EXERCISE DIRECTIONS> Go through the records and show each line where the word "tracing" occurs.

★ ★ ★

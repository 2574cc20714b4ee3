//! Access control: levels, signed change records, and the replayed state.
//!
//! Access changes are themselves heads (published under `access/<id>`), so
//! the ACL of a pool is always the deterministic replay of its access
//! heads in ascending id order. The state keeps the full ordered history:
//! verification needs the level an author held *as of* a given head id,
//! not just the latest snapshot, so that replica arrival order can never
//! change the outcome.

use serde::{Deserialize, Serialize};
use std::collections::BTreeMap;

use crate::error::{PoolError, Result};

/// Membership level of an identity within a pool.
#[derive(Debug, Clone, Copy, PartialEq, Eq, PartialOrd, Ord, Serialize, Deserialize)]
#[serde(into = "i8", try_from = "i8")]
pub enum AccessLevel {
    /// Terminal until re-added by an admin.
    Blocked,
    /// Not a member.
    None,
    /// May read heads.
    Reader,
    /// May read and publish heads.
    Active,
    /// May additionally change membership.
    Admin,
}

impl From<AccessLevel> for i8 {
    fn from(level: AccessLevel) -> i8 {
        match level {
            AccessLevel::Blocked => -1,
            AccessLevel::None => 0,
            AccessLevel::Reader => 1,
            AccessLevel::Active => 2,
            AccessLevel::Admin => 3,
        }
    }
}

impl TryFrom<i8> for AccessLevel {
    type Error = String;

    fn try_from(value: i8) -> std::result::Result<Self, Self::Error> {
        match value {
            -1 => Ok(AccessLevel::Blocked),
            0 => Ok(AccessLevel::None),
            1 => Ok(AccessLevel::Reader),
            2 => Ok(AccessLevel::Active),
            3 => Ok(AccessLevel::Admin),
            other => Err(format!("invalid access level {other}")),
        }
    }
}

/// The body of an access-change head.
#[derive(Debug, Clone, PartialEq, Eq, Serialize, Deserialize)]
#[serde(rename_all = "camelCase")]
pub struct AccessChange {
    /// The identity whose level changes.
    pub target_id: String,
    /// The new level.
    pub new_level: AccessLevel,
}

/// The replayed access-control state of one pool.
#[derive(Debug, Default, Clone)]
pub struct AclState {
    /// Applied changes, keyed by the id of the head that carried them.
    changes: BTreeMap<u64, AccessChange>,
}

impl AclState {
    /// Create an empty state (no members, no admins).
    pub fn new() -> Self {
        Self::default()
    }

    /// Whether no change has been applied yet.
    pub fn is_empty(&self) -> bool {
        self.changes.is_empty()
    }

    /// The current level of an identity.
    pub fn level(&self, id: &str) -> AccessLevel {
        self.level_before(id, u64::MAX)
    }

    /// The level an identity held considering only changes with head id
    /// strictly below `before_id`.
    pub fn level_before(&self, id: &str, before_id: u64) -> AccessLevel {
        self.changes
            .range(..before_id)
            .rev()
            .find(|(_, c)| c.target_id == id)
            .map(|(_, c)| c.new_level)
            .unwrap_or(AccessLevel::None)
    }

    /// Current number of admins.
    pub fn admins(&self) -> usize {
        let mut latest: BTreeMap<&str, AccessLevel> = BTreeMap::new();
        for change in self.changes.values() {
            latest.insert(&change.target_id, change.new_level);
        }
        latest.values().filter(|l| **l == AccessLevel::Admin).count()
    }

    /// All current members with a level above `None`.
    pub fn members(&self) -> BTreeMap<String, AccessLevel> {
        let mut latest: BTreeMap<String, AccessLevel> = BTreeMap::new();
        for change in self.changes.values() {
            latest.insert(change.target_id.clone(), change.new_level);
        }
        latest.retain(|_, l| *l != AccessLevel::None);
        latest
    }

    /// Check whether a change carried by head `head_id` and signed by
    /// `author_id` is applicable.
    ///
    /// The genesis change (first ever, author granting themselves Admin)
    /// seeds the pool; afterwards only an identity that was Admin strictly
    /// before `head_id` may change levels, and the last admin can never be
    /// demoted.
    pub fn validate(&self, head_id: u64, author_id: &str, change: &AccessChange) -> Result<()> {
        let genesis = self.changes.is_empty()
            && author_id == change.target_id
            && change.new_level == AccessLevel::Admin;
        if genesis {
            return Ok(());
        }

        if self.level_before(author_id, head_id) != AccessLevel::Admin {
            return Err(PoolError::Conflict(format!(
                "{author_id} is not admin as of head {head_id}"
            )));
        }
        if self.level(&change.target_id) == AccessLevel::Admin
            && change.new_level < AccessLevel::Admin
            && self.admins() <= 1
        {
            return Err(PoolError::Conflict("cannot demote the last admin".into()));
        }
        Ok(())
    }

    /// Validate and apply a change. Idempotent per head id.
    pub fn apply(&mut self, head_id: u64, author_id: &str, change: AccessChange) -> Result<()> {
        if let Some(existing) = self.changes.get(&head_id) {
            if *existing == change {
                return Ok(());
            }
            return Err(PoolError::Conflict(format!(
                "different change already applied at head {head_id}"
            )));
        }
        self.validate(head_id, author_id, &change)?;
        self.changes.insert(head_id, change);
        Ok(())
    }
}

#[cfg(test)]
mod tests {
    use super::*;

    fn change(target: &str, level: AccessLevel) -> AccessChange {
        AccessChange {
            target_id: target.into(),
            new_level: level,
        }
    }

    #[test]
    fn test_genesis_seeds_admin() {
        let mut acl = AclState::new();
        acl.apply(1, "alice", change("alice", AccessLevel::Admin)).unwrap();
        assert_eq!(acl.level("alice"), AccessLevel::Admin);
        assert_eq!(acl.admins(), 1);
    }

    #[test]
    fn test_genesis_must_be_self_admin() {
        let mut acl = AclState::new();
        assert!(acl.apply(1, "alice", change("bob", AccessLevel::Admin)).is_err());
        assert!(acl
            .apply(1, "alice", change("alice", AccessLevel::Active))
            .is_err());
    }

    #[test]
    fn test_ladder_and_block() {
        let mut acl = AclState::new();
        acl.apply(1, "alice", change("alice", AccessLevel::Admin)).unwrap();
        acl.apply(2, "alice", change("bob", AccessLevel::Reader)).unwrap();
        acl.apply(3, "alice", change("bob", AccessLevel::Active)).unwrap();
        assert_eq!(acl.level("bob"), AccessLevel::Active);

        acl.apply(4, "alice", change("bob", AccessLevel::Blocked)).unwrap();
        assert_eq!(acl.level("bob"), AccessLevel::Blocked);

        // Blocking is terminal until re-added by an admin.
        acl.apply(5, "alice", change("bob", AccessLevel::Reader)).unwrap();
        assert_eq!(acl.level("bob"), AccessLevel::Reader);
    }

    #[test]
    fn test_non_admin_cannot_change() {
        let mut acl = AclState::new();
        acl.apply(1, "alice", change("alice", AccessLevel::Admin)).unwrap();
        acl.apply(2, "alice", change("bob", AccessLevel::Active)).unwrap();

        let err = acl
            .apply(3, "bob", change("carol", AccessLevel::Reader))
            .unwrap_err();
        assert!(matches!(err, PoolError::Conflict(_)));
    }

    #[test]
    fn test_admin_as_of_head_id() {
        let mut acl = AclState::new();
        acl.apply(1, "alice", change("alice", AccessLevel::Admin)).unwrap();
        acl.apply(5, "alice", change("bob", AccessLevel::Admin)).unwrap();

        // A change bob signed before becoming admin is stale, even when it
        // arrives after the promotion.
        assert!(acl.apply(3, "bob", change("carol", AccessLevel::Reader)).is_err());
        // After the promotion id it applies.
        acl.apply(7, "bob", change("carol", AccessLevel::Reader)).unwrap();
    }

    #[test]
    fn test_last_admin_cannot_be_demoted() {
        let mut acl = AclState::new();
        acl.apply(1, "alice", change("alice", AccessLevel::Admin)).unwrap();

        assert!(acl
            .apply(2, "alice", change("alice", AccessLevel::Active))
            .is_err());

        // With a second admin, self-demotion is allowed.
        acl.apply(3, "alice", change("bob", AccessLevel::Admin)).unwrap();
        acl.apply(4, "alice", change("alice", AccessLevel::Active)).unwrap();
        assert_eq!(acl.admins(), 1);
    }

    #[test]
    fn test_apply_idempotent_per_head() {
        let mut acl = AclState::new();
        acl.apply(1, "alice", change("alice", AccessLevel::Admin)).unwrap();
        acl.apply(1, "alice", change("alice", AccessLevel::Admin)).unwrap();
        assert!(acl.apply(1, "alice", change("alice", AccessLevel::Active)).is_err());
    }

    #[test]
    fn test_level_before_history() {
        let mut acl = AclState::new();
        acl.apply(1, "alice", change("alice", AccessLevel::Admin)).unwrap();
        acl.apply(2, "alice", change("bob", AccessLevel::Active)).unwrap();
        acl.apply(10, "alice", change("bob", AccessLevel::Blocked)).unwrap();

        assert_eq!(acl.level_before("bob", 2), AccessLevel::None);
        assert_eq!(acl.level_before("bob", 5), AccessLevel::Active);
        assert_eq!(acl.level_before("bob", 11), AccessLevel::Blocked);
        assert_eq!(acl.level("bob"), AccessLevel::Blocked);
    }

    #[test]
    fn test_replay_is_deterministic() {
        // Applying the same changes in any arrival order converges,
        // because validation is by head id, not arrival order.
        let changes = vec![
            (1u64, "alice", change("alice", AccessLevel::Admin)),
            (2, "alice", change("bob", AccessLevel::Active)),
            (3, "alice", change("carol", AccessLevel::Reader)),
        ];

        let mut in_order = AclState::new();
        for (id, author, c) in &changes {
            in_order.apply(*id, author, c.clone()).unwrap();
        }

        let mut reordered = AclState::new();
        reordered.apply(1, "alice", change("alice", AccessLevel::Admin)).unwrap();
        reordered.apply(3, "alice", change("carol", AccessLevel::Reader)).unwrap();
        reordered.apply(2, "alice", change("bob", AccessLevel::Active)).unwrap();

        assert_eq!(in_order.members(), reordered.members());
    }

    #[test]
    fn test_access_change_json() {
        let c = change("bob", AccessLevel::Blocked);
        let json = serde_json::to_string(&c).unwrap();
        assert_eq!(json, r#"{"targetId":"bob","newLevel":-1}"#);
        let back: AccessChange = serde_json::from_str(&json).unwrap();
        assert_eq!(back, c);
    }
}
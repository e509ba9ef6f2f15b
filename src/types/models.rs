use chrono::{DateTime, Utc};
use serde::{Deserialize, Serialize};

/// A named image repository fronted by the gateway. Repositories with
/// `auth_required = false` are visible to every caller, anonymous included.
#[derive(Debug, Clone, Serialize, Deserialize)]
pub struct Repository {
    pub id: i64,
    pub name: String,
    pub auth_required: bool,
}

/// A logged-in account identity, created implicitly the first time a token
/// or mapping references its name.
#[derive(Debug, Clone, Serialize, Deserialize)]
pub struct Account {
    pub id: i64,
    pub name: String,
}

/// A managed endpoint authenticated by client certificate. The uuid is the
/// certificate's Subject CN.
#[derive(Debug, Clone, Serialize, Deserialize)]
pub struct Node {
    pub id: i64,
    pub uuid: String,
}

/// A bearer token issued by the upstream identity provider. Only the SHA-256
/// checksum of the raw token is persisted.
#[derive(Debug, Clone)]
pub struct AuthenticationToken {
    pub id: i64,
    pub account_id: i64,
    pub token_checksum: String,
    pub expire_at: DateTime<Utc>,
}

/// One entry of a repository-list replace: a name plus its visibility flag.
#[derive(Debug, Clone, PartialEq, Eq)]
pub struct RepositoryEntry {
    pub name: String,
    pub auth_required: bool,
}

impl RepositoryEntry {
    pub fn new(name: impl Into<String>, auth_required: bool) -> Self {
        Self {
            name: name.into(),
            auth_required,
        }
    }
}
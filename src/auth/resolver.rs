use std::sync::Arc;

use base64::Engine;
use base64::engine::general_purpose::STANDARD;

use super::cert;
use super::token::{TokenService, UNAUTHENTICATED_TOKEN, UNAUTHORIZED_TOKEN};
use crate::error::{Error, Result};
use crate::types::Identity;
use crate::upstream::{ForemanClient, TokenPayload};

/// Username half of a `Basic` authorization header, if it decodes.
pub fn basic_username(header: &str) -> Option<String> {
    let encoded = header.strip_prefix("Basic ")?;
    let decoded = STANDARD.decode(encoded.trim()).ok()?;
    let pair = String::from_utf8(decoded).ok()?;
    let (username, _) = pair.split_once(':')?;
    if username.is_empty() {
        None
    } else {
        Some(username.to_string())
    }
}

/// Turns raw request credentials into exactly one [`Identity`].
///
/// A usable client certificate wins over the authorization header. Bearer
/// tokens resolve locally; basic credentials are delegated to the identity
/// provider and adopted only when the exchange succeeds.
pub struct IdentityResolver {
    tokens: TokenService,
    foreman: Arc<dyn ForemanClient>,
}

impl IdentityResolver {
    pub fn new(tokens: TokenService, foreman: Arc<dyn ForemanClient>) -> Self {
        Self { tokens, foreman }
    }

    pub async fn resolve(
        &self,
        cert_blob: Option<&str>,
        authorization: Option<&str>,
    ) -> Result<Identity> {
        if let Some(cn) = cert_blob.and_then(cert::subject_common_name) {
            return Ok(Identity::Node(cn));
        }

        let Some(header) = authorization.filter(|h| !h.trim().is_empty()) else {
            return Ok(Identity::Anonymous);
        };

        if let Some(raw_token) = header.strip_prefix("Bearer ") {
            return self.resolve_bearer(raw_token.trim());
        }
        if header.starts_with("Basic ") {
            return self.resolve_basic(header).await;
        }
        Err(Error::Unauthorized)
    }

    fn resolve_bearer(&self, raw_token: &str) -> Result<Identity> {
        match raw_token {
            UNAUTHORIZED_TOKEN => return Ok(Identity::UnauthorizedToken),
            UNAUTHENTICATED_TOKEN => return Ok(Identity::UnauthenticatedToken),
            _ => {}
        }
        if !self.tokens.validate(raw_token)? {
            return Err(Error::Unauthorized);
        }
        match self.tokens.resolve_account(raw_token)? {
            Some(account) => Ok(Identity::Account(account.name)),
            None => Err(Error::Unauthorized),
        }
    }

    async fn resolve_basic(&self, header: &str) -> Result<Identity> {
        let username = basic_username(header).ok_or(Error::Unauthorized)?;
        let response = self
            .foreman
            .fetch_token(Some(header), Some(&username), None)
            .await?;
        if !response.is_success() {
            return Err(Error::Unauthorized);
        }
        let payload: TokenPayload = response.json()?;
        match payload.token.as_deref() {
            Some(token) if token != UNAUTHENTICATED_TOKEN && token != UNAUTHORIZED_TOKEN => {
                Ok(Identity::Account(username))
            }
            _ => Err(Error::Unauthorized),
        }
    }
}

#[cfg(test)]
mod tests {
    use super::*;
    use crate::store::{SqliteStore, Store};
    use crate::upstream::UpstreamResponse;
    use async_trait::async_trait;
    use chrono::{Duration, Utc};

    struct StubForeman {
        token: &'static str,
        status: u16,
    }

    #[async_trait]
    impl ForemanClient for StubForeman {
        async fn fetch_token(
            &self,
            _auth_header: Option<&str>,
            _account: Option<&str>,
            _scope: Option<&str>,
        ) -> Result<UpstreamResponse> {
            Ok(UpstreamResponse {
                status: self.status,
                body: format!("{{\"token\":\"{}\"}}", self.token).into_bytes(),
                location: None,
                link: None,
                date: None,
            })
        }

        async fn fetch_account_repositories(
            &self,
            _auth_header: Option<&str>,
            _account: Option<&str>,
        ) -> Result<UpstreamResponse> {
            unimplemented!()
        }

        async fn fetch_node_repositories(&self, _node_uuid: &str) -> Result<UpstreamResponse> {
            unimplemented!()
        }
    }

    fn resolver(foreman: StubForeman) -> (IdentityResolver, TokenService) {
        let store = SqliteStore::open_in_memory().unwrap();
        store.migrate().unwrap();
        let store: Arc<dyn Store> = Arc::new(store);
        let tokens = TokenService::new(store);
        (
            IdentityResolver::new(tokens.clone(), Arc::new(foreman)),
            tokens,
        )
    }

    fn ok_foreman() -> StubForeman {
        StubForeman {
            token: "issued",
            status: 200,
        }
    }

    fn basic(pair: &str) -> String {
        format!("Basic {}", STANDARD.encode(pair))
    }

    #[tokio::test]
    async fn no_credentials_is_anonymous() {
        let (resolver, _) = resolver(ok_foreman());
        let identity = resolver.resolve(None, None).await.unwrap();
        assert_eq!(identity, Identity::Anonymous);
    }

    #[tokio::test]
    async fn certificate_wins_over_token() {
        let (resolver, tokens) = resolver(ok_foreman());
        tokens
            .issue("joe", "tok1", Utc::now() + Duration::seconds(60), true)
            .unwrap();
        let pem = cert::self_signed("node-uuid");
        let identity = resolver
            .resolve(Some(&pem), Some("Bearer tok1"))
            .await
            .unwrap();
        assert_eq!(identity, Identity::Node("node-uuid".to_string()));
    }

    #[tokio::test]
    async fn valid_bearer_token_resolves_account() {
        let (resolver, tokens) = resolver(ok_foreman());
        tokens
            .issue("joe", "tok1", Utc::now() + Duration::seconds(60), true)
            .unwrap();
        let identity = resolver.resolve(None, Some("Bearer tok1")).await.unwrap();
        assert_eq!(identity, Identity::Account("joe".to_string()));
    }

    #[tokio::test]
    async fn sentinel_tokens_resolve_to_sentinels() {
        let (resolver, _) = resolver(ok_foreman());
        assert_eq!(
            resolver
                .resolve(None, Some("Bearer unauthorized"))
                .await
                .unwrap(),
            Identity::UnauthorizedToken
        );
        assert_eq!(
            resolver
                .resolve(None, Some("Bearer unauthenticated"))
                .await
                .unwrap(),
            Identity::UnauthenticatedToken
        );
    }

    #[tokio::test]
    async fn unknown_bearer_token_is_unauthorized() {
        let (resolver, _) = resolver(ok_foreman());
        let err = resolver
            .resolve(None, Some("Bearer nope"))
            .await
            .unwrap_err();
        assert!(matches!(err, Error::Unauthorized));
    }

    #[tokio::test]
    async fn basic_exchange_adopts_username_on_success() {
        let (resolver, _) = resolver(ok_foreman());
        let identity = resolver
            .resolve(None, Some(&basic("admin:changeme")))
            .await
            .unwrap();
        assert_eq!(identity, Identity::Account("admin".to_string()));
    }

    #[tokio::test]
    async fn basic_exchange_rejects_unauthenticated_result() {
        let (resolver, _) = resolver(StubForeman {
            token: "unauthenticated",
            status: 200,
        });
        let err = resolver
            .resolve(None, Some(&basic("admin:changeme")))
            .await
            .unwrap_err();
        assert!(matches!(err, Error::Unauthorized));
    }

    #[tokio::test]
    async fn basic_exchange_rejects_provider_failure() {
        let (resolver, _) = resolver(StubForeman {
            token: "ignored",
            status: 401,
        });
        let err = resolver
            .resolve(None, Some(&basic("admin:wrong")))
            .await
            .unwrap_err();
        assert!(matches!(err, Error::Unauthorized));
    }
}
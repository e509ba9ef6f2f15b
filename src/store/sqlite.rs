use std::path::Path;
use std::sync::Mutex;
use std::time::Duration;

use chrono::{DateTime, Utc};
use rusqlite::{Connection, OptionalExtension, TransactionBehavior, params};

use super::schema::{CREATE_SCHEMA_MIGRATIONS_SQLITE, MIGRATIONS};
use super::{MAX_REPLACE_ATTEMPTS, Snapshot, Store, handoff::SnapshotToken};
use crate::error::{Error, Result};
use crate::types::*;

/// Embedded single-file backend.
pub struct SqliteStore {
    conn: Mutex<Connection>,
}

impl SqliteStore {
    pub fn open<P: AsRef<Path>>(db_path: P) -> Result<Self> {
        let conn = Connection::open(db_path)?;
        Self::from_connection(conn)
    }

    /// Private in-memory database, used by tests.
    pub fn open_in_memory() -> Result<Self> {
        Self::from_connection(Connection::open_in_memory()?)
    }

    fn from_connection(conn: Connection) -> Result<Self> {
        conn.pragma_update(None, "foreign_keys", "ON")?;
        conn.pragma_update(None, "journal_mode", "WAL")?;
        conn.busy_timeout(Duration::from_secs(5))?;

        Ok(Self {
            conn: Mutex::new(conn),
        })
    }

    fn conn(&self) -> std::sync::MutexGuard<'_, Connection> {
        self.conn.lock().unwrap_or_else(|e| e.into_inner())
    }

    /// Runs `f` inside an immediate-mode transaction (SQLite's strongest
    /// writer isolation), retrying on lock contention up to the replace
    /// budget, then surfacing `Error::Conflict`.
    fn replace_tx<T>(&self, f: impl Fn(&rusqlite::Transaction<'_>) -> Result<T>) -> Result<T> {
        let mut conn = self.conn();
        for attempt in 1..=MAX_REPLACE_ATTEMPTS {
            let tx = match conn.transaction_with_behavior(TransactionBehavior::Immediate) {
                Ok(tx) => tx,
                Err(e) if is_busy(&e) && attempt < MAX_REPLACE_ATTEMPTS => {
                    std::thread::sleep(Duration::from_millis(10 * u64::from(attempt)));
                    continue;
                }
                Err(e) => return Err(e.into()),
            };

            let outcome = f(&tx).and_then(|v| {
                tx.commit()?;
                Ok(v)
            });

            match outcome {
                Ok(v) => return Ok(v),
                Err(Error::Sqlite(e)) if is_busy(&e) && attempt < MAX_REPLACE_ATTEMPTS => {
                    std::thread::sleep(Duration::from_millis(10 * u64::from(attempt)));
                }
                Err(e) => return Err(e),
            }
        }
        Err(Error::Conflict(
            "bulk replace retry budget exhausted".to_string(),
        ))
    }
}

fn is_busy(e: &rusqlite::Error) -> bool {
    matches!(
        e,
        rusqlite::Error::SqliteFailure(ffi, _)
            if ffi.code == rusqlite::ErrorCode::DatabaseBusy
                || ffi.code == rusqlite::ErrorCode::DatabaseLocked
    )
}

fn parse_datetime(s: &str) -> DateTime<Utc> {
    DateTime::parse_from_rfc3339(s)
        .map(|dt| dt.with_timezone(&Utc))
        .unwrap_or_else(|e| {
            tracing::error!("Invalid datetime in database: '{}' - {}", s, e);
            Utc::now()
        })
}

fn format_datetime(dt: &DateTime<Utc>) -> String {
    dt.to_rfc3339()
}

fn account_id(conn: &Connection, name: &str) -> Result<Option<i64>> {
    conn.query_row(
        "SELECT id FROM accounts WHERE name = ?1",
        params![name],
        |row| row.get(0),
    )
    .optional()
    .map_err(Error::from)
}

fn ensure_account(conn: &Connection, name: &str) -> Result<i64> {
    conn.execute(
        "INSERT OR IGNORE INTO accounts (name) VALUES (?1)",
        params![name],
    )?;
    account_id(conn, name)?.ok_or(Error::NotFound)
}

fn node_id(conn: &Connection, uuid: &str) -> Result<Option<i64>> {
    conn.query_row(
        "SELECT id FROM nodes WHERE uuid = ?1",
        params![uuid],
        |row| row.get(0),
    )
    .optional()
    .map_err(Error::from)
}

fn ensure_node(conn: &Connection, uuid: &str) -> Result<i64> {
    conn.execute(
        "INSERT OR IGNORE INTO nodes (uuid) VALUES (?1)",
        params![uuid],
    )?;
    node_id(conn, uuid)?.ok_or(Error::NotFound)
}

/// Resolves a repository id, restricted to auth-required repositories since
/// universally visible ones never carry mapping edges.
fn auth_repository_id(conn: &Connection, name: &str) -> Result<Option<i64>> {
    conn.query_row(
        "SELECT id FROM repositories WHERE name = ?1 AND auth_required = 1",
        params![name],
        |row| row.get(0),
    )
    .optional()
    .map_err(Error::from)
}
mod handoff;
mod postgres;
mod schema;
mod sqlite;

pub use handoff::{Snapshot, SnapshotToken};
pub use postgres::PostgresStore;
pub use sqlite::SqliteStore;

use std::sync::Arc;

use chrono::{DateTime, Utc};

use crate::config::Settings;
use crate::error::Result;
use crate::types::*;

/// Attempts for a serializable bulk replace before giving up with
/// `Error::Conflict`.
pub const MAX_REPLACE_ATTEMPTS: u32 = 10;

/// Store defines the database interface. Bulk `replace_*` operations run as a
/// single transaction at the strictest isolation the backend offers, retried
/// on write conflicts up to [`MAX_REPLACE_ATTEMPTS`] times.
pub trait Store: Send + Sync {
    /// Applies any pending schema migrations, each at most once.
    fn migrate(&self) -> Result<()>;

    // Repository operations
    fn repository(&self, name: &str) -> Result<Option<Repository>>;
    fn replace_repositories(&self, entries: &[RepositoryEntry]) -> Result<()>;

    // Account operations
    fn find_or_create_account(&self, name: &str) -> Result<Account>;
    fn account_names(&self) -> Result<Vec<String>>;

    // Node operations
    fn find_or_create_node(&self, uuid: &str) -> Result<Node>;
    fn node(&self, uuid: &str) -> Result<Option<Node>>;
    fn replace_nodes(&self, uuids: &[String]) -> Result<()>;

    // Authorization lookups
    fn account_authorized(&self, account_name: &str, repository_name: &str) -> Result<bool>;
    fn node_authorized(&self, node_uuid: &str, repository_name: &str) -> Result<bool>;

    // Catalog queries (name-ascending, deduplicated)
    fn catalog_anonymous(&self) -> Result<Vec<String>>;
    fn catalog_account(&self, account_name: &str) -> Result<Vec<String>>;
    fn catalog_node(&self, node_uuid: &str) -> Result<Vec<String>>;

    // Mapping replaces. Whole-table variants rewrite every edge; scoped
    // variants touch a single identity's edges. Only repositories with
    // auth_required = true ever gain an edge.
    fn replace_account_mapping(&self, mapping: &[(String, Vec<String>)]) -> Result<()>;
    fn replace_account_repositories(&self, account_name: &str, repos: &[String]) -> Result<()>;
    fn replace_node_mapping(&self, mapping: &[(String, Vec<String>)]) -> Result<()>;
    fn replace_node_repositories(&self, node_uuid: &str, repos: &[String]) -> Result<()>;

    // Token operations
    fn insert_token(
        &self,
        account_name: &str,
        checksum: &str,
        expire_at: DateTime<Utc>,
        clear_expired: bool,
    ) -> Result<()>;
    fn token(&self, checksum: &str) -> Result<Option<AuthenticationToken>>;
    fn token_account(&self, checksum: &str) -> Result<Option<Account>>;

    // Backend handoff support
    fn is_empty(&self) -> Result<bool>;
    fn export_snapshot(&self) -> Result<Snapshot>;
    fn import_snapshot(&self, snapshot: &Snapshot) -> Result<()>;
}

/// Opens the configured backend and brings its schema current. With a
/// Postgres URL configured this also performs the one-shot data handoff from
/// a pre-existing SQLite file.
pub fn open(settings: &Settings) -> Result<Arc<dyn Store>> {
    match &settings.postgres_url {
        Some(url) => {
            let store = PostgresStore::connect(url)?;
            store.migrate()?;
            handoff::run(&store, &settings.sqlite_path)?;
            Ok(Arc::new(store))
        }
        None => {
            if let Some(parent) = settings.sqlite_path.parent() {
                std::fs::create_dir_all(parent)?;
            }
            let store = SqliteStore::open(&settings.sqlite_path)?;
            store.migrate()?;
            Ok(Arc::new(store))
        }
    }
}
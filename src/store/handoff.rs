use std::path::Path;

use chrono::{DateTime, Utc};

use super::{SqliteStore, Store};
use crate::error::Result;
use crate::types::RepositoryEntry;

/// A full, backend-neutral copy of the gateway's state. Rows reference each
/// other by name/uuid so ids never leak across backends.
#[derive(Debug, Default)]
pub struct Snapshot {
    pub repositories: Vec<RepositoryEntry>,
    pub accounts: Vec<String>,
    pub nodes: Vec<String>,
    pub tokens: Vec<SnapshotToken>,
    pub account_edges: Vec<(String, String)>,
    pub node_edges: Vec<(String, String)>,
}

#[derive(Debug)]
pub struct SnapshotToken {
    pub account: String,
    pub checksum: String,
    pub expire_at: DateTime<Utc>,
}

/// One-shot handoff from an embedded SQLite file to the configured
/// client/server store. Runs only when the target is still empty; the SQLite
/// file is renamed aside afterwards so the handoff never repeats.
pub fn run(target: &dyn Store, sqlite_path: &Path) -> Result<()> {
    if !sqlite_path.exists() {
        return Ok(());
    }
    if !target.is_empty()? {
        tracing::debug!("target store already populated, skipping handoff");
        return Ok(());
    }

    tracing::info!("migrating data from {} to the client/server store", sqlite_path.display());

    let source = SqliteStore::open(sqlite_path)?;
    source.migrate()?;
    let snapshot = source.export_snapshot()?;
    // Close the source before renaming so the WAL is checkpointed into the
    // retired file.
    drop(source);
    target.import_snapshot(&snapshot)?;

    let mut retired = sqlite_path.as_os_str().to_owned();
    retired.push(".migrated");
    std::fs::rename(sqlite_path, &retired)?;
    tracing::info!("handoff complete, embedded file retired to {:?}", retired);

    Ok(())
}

★ ★ ★

RESULT OF THIS TASK>
            tracing::error!("Invalid datetime in database: '{}' - {}", s, e);
        tracing::debug!("target store already populated, skipping handoff");
    tracing::info!("migrating data from {} to the client/server store", sqlite_path.display());
    tracing::info!("handoff complete, embedded file retired to {:?}", retired);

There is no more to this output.